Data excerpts
^^^^
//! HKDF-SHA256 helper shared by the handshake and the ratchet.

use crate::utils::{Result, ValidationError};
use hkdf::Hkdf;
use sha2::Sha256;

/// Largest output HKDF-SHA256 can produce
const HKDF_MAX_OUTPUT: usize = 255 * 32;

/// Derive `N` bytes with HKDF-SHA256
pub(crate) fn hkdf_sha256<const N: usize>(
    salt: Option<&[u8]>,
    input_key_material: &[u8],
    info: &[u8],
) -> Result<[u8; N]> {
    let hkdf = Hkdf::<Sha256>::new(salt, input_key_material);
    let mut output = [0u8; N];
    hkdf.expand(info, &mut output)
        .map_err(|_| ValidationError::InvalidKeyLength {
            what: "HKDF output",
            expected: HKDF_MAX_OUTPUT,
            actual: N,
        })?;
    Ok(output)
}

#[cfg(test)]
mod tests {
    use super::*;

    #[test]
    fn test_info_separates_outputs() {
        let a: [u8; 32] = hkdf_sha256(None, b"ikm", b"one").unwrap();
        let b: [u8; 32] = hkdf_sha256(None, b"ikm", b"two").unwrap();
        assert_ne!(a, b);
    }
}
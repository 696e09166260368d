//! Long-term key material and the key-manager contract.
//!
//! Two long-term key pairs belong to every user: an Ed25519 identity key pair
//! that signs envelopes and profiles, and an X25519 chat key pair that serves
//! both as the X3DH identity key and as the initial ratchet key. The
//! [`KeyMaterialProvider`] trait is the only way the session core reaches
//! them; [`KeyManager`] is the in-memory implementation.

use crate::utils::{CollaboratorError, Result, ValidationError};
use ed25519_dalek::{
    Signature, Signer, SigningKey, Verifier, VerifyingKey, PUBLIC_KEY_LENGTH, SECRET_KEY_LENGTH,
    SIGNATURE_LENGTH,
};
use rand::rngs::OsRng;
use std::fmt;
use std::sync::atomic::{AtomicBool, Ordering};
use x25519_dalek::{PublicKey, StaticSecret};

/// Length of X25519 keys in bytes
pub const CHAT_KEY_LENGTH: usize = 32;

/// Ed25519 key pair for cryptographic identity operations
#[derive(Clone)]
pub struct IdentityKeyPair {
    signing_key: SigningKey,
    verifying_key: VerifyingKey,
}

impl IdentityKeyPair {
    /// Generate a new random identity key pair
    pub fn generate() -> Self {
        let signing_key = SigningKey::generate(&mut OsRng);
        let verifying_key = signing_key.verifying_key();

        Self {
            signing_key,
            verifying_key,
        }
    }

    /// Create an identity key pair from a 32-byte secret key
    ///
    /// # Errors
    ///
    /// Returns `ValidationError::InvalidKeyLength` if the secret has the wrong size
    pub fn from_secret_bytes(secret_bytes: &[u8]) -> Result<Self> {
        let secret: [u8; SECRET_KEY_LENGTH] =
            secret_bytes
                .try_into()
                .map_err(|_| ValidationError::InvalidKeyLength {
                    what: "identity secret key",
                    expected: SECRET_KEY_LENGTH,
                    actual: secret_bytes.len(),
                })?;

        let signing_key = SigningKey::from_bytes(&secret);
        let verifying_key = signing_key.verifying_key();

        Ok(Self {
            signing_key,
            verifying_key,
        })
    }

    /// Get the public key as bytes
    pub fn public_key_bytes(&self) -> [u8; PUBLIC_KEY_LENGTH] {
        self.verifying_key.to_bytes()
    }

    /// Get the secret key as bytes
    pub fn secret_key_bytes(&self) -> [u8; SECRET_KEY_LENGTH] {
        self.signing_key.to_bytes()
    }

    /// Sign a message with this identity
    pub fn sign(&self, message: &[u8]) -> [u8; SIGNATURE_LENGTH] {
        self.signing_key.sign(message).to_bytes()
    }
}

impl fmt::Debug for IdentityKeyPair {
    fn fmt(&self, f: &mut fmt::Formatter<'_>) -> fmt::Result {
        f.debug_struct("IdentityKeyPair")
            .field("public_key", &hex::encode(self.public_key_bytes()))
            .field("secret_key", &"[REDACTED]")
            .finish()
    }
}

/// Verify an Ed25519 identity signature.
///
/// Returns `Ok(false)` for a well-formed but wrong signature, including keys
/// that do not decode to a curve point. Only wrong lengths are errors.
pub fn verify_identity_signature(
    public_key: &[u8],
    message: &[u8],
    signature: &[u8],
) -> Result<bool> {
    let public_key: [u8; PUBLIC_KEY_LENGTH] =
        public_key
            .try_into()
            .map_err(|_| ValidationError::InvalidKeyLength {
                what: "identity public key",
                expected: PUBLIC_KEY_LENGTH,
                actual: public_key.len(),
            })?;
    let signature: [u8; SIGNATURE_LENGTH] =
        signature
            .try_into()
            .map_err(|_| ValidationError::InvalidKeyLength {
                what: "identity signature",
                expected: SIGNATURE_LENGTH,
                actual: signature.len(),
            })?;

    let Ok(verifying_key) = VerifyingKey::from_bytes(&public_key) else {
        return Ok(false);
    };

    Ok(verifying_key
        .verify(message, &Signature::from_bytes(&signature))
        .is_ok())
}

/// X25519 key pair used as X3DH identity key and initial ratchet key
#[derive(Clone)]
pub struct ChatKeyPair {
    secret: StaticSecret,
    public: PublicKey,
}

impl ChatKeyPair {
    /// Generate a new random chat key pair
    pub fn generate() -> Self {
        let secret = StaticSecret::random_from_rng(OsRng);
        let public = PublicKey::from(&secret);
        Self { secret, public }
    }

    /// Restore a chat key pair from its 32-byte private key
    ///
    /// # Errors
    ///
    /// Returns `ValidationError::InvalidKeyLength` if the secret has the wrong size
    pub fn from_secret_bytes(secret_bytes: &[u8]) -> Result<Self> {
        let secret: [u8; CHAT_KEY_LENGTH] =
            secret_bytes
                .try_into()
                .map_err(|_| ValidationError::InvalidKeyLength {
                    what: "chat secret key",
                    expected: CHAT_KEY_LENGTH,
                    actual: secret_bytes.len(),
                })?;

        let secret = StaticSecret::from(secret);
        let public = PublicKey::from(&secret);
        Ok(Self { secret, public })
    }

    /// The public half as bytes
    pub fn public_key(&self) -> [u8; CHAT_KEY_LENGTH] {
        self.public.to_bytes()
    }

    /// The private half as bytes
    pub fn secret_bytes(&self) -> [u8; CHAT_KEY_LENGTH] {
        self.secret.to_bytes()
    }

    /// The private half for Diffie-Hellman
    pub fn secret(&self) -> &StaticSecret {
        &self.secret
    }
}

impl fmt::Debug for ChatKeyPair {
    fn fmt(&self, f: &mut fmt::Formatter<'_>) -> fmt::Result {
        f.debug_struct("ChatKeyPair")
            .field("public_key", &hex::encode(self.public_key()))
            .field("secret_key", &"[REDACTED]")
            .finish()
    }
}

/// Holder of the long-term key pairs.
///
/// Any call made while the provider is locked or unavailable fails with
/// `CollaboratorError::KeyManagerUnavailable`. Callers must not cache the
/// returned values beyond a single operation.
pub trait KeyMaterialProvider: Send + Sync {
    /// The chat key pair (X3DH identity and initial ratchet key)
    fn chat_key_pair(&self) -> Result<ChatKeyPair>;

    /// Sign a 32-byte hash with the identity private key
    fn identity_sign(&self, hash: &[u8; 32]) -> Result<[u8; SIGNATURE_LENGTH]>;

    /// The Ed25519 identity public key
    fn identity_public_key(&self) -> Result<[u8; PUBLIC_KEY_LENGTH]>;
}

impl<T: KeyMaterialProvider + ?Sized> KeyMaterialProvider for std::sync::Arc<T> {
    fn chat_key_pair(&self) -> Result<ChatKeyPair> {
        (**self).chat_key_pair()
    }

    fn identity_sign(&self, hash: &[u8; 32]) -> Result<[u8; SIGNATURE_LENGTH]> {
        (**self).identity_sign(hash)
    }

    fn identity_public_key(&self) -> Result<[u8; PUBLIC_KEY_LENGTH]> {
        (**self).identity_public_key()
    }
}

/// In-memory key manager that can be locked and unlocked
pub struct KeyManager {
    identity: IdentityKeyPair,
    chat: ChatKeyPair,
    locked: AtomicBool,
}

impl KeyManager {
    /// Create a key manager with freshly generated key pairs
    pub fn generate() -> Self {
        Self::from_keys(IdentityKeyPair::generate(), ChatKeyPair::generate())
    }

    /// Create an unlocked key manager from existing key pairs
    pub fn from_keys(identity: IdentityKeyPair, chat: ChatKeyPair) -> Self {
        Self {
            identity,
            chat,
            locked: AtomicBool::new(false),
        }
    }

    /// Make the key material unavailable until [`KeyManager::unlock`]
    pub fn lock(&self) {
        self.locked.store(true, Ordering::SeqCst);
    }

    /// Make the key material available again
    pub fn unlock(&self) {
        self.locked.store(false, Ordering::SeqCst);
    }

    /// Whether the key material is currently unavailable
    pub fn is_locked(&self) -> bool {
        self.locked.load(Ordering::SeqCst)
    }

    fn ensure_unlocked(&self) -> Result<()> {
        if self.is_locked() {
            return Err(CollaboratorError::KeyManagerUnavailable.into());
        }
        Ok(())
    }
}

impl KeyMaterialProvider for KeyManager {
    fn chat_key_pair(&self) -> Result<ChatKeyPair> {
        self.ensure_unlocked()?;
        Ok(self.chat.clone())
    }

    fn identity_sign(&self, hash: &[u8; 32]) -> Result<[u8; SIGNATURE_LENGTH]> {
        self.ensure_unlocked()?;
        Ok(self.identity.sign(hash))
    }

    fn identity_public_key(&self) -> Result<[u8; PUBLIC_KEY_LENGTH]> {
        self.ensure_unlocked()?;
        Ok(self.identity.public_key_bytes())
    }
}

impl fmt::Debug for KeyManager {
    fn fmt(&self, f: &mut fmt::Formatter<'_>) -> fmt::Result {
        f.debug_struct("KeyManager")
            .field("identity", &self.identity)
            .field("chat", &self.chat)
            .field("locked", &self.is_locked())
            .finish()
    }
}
^^^^
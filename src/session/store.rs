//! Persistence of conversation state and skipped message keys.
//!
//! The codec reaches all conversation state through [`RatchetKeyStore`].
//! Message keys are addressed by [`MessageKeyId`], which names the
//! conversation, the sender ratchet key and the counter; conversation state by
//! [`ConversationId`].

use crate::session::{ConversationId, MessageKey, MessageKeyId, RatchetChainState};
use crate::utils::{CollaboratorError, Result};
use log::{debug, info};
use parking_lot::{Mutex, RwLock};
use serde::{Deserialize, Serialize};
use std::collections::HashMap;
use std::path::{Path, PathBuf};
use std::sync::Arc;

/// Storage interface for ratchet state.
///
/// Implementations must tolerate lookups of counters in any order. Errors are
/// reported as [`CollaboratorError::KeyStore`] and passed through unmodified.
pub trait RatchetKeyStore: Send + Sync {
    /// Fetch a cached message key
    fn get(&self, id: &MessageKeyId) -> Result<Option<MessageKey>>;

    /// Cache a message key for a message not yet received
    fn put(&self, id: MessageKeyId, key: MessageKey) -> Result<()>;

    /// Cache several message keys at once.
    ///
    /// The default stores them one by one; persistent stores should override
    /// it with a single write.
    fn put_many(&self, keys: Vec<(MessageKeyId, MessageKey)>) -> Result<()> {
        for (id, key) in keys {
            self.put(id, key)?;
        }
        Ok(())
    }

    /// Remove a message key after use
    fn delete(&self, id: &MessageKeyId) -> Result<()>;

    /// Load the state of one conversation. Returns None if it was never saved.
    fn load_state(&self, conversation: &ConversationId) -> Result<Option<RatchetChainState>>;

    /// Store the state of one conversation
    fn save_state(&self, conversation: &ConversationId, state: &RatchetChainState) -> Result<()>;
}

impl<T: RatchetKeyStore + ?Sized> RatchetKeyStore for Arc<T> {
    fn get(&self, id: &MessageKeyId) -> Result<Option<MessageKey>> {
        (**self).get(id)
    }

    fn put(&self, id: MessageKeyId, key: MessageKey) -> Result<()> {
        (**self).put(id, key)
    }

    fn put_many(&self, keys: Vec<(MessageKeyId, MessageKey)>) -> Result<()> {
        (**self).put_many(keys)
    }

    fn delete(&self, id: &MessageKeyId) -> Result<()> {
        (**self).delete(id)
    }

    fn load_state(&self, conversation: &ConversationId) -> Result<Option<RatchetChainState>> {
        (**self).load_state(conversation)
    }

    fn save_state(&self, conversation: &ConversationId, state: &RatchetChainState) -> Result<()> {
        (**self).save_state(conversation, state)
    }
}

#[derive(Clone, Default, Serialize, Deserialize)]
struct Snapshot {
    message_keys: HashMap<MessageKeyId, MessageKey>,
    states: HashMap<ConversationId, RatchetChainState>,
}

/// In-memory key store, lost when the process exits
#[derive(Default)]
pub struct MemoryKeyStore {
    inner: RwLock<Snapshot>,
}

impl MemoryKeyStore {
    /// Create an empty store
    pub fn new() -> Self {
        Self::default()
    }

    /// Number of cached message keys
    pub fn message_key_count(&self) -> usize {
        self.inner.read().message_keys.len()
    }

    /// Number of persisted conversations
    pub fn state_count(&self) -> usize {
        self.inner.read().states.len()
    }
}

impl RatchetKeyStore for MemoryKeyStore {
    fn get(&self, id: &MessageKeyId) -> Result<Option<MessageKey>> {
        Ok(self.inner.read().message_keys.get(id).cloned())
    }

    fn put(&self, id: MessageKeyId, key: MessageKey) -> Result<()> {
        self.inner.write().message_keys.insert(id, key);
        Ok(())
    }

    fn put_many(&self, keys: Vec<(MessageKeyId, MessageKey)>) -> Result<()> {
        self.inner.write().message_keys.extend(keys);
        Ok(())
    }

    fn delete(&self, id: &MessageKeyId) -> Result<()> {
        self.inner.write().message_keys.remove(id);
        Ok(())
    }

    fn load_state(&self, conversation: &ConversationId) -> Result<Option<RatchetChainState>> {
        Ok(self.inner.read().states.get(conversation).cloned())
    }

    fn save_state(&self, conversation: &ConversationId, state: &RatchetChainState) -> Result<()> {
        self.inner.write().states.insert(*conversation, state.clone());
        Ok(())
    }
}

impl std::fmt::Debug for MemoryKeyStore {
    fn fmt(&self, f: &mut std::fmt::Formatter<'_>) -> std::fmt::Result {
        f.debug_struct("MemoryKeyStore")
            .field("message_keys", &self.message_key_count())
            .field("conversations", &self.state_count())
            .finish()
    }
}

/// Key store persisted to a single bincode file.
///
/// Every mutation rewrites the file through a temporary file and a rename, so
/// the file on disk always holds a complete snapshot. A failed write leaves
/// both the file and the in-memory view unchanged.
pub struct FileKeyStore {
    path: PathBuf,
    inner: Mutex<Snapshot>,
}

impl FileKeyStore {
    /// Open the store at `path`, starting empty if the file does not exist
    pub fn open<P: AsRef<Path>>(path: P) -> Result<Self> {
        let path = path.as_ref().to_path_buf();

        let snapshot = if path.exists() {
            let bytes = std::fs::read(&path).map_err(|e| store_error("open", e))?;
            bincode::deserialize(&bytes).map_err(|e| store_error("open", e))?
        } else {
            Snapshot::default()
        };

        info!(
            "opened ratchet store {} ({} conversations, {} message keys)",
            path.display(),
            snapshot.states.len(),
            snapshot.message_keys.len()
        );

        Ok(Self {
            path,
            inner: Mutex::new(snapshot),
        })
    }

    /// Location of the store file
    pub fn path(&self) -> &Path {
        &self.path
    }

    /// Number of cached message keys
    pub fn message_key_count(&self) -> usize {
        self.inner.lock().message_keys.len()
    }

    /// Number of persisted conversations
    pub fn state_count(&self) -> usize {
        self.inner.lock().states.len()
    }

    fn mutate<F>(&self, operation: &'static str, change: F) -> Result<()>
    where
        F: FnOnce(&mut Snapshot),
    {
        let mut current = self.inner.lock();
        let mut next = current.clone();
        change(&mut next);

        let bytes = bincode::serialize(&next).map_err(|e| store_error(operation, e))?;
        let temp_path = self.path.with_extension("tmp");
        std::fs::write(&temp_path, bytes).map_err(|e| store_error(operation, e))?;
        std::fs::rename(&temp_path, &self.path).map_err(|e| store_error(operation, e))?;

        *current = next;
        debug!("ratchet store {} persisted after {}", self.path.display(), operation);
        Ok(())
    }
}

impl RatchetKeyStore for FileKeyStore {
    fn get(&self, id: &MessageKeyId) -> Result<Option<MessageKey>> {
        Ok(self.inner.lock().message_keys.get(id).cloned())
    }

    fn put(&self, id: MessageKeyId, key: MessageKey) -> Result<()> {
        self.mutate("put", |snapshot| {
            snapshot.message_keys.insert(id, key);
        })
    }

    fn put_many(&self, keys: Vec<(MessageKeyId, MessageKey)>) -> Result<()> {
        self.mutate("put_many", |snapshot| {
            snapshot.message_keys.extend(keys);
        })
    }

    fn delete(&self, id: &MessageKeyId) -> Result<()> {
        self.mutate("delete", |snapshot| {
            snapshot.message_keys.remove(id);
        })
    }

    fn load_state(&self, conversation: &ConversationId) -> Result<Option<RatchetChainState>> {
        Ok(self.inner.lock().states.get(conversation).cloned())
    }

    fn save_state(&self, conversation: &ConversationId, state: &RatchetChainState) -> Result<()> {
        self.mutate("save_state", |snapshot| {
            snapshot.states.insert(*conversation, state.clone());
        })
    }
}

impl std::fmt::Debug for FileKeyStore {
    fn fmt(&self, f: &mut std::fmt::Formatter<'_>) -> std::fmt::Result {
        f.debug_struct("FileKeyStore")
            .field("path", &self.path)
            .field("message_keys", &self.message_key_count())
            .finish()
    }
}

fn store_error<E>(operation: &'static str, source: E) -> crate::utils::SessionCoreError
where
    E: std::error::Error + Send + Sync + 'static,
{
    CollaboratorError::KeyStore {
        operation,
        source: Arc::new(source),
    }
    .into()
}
^^^^
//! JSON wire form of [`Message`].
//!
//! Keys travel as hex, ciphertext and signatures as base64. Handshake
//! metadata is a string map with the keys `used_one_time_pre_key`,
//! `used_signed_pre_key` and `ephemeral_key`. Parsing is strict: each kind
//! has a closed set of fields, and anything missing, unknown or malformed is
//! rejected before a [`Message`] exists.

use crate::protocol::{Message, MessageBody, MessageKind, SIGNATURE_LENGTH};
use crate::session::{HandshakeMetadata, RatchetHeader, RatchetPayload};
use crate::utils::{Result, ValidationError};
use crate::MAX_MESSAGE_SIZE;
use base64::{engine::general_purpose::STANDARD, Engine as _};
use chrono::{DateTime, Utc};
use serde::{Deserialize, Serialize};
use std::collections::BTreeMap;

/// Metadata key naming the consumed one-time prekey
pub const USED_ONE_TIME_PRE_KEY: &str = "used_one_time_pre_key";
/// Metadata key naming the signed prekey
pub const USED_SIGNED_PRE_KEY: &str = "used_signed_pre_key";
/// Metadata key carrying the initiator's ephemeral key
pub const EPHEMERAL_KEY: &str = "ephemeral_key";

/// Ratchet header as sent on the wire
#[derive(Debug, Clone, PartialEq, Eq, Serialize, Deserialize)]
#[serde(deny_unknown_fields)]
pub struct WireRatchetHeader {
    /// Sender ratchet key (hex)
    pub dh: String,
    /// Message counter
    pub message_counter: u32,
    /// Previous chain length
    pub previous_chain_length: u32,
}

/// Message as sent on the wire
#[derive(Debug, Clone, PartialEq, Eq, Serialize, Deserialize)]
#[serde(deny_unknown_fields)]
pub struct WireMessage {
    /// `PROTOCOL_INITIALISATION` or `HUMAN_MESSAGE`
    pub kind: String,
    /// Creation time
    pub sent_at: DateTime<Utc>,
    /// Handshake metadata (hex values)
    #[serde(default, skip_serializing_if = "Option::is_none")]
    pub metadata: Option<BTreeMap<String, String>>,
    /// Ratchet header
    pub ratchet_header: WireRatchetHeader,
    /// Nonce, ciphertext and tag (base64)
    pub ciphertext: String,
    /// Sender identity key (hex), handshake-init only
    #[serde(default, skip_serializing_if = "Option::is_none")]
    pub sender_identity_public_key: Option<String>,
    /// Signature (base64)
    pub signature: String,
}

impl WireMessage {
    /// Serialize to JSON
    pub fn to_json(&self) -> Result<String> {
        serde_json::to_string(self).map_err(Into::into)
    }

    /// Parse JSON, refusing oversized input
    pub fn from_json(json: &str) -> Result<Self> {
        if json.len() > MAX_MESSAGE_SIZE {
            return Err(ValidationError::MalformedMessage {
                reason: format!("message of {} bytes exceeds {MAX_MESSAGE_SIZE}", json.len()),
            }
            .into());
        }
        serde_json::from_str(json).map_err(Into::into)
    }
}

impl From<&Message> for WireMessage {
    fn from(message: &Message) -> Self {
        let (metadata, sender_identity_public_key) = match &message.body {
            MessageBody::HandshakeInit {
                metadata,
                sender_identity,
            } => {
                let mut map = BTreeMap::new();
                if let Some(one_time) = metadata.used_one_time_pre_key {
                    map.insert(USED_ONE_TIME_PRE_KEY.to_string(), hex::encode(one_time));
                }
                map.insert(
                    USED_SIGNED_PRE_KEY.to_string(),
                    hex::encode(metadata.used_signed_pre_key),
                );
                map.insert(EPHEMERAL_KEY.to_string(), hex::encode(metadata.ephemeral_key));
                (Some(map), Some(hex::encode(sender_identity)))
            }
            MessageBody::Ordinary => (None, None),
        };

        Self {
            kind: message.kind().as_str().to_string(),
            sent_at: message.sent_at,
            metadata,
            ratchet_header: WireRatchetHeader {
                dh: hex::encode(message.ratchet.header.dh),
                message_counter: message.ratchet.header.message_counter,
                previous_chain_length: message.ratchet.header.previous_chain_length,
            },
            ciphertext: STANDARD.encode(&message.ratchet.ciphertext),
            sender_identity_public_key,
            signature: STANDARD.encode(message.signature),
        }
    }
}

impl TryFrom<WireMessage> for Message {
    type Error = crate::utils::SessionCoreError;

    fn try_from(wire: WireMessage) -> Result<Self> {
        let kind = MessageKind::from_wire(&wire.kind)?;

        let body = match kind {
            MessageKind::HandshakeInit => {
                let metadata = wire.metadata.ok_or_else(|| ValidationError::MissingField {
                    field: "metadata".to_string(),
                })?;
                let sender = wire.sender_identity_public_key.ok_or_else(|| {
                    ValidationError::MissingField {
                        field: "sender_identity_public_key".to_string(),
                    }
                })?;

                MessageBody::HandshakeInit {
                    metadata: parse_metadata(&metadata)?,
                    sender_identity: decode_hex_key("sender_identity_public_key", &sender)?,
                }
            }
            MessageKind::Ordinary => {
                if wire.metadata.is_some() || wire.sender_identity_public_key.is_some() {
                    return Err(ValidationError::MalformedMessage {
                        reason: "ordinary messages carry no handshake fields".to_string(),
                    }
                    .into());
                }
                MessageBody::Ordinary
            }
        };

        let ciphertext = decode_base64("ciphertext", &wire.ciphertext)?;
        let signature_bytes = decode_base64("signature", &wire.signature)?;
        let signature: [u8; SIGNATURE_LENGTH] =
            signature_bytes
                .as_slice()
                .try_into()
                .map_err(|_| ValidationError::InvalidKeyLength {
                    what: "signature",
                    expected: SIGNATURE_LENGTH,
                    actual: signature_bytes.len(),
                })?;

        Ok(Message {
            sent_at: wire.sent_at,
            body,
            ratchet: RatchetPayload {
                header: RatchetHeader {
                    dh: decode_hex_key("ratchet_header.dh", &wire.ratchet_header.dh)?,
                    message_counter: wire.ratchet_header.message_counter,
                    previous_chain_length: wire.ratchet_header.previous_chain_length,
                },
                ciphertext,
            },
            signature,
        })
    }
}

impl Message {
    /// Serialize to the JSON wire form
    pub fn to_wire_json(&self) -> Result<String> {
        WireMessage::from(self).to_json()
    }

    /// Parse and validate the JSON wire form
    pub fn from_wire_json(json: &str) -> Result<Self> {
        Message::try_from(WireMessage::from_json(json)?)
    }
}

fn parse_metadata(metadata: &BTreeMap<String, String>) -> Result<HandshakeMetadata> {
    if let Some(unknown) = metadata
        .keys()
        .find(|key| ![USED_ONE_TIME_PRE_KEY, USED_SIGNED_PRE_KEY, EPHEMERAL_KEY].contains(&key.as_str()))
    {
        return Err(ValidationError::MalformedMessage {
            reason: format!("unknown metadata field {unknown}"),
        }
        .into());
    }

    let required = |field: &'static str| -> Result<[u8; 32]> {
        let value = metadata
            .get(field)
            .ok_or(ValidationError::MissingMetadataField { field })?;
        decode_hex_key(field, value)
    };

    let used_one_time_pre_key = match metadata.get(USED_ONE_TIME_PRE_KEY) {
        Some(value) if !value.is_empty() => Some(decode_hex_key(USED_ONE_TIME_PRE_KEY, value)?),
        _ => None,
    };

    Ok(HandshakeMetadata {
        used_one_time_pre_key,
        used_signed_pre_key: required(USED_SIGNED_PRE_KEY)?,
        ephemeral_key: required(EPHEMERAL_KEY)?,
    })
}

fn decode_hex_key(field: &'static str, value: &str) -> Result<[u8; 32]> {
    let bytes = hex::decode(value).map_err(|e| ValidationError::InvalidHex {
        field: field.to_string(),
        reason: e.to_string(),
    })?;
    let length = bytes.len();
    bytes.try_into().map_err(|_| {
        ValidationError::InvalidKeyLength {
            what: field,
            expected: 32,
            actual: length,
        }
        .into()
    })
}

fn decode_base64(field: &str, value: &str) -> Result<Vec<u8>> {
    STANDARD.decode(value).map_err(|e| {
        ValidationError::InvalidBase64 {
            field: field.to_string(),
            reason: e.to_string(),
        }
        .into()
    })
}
^^^^
[Work to complete]
Every line above that contains the word "HashMap" should be reported.

[Exercise output]
use std::collections::HashMap;
    message_keys: HashMap<MessageKeyId, MessageKey>,
    states: HashMap<ConversationId, RatchetChainState>,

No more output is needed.